START Data supplied

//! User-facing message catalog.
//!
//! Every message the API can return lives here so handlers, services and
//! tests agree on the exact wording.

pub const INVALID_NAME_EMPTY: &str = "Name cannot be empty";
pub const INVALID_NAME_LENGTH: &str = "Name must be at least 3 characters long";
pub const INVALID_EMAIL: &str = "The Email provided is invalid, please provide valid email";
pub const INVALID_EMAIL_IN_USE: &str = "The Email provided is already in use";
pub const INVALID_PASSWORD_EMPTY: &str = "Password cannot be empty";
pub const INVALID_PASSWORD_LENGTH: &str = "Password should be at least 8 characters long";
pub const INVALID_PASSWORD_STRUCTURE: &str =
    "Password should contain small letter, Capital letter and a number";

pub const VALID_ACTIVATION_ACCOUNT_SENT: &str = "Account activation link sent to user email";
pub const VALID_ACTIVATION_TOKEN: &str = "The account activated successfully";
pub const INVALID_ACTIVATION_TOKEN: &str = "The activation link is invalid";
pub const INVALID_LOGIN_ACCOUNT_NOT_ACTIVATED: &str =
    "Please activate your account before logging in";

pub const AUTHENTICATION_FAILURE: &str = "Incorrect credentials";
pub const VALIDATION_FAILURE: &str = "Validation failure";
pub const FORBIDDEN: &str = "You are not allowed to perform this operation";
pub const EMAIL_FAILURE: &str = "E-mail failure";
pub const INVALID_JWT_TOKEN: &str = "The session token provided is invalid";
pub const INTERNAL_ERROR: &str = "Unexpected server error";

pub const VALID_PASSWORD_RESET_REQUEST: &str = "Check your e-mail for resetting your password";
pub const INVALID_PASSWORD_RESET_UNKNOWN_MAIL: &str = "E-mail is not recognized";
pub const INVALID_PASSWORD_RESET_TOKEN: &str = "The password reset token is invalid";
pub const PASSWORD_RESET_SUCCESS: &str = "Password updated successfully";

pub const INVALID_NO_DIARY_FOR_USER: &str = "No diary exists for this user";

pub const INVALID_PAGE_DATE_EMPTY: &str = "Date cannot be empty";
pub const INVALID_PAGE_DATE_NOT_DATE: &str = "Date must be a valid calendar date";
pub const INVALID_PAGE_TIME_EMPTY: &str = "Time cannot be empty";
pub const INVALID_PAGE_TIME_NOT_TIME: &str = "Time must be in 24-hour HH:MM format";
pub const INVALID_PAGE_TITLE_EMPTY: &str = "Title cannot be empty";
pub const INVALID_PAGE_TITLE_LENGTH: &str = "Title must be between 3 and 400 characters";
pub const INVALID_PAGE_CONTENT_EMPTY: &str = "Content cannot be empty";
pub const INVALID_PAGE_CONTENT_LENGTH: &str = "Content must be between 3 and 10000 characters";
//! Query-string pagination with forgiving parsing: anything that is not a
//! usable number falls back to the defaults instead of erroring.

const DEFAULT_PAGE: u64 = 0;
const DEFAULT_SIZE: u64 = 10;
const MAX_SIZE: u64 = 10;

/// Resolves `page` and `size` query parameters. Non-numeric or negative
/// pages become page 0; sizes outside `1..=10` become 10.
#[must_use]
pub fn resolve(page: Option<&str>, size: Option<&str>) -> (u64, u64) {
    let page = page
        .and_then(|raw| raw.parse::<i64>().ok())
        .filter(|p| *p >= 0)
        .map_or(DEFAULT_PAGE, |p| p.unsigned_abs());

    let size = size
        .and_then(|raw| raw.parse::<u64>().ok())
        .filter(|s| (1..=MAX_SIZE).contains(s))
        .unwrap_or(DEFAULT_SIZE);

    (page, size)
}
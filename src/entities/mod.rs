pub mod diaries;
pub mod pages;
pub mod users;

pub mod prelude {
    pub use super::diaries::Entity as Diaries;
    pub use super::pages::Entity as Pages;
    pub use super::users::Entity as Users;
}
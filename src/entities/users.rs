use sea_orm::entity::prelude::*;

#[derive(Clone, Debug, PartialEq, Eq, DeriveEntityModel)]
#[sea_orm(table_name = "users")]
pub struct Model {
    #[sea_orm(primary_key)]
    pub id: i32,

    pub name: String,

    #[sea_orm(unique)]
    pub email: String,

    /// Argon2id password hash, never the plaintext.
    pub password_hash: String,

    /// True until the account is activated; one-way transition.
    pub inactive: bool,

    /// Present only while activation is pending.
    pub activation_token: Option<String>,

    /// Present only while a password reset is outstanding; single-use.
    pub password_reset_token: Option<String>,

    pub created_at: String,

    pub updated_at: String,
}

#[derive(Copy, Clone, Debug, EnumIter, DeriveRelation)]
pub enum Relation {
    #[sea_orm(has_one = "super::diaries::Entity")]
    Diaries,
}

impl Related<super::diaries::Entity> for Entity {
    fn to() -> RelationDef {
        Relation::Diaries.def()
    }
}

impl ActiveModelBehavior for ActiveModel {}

END Data supplied

■ What is being asked: Every entry is to be printed exactly as given.

■ Output of the task:
//! User-facing message catalog.
//!
//! Every message the API can return lives here so handlers, services and
//! tests agree on the exact wording.

pub const INVALID_NAME_EMPTY: &str = "Name cannot be empty";
pub const INVALID_NAME_LENGTH: &str = "Name must be at least 3 characters long";
pub const INVALID_EMAIL: &str = "The Email provided is invalid, please provide valid email";
pub const INVALID_EMAIL_IN_USE: &str = "The Email provided is already in use";
pub const INVALID_PASSWORD_EMPTY: &str = "Password cannot be empty";
pub const INVALID_PASSWORD_LENGTH: &str = "Password should be at least 8 characters long";
pub const INVALID_PASSWORD_STRUCTURE: &str =
    "Password should contain small letter, Capital letter and a number";

pub const VALID_ACTIVATION_ACCOUNT_SENT: &str = "Account activation link sent to user email";
pub const VALID_ACTIVATION_TOKEN: &str = "The account activated successfully";
pub const INVALID_ACTIVATION_TOKEN: &str = "The activation link is invalid";
pub const INVALID_LOGIN_ACCOUNT_NOT_ACTIVATED: &str =
    "Please activate your account before logging in";

pub const AUTHENTICATION_FAILURE: &str = "Incorrect credentials";
pub const VALIDATION_FAILURE: &str = "Validation failure";
pub const FORBIDDEN: &str = "You are not allowed to perform this operation";
pub const EMAIL_FAILURE: &str = "E-mail failure";
pub const INVALID_JWT_TOKEN: &str = "The session token provided is invalid";
pub const INTERNAL_ERROR: &str = "Unexpected server error";

pub const VALID_PASSWORD_RESET_REQUEST: &str = "Check your e-mail for resetting your password";
pub const INVALID_PASSWORD_RESET_UNKNOWN_MAIL: &str = "E-mail is not recognized";
pub const INVALID_PASSWORD_RESET_TOKEN: &str = "The password reset token is invalid";
pub const PASSWORD_RESET_SUCCESS: &str = "Password updated successfully";

pub const INVALID_NO_DIARY_FOR_USER: &str = "No diary exists for this user";

pub const INVALID_PAGE_DATE_EMPTY: &str = "Date cannot be empty";
pub const INVALID_PAGE_DATE_NOT_DATE: &str = "Date must be a valid calendar date";
pub const INVALID_PAGE_TIME_EMPTY: &str = "Time cannot be empty";
pub const INVALID_PAGE_TIME_NOT_TIME: &str = "Time must be in 24-hour HH:MM format";
pub const INVALID_PAGE_TITLE_EMPTY: &str = "Title cannot be empty";
pub const INVALID_PAGE_TITLE_LENGTH: &str = "Title must be between 3 and 400 characters";
pub const INVALID_PAGE_CONTENT_EMPTY: &str = "Content cannot be empty";
pub const INVALID_PAGE_CONTENT_LENGTH: &str = "Content must be between 3 and 10000 characters";
//! Query-string pagination with forgiving parsing: anything that is not a
//! usable number falls back to the defaults instead of erroring.

const DEFAULT_PAGE: u64 = 0;
const DEFAULT_SIZE: u64 = 10;
const MAX_SIZE: u64 = 10;

/// Resolves `page` and `size` query parameters. Non-numeric or negative
/// pages become page 0; sizes outside `1..=10` become 10.
#[must_use]
pub fn resolve(page: Option<&str>, size: Option<&str>) -> (u64, u64) {
    let page = page
        .and_then(|raw| raw.parse::<i64>().ok())
        .filter(|p| *p >= 0)
        .map_or(DEFAULT_PAGE, |p| p.unsigned_abs());

    let size = size
        .and_then(|raw| raw.parse::<u64>().ok())
        .filter(|s| (1..=MAX_SIZE).contains(s))
        .unwrap_or(DEFAULT_SIZE);

    (page, size)
}
filename src/entities/mod.rs
pub mod diaries;
pub mod pages;
pub mod users;

pub mod prelude {
    pub use super::diaries::Entity as Diaries;
    pub use super::pages::Entity as Pages;
    pub use super::users::Entity as Users;
}
filename src/entities/users.rs
use sea_orm::entity::prelude::*;

#[derive(Clone, Debug, PartialEq, Eq, DeriveEntityModel)]
#[sea_orm(table_name = "users")]
pub struct Model {
    #[sea_orm(primary_key)]
    pub id: i32,

    pub name: String,

    #[sea_orm(unique)]
    pub email: String,

    /// Argon2id password hash, never the plaintext.
    pub password_hash: String,

    /// True until the account is activated; one-way transition.
    pub inactive: bool,

    /// Present only while activation is pending.
    pub activation_token: Option<String>,

    /// Present only while a password reset is outstanding; single-use.
    pub password_reset_token: Option<String>,

    pub created_at: String,

    pub updated_at: String,
}

#[derive(Copy, Clone, Debug, EnumIter, DeriveRelation)]
pub enum Relation {
    #[sea_orm(has_one = "super::diaries::Entity")]
    Diaries,
}

impl Related<super::diaries::Entity> for Entity {
    fn to() -> RelationDef {
        Relation::Diaries.def()
    }
}

impl ActiveModelBehavior for ActiveModel {}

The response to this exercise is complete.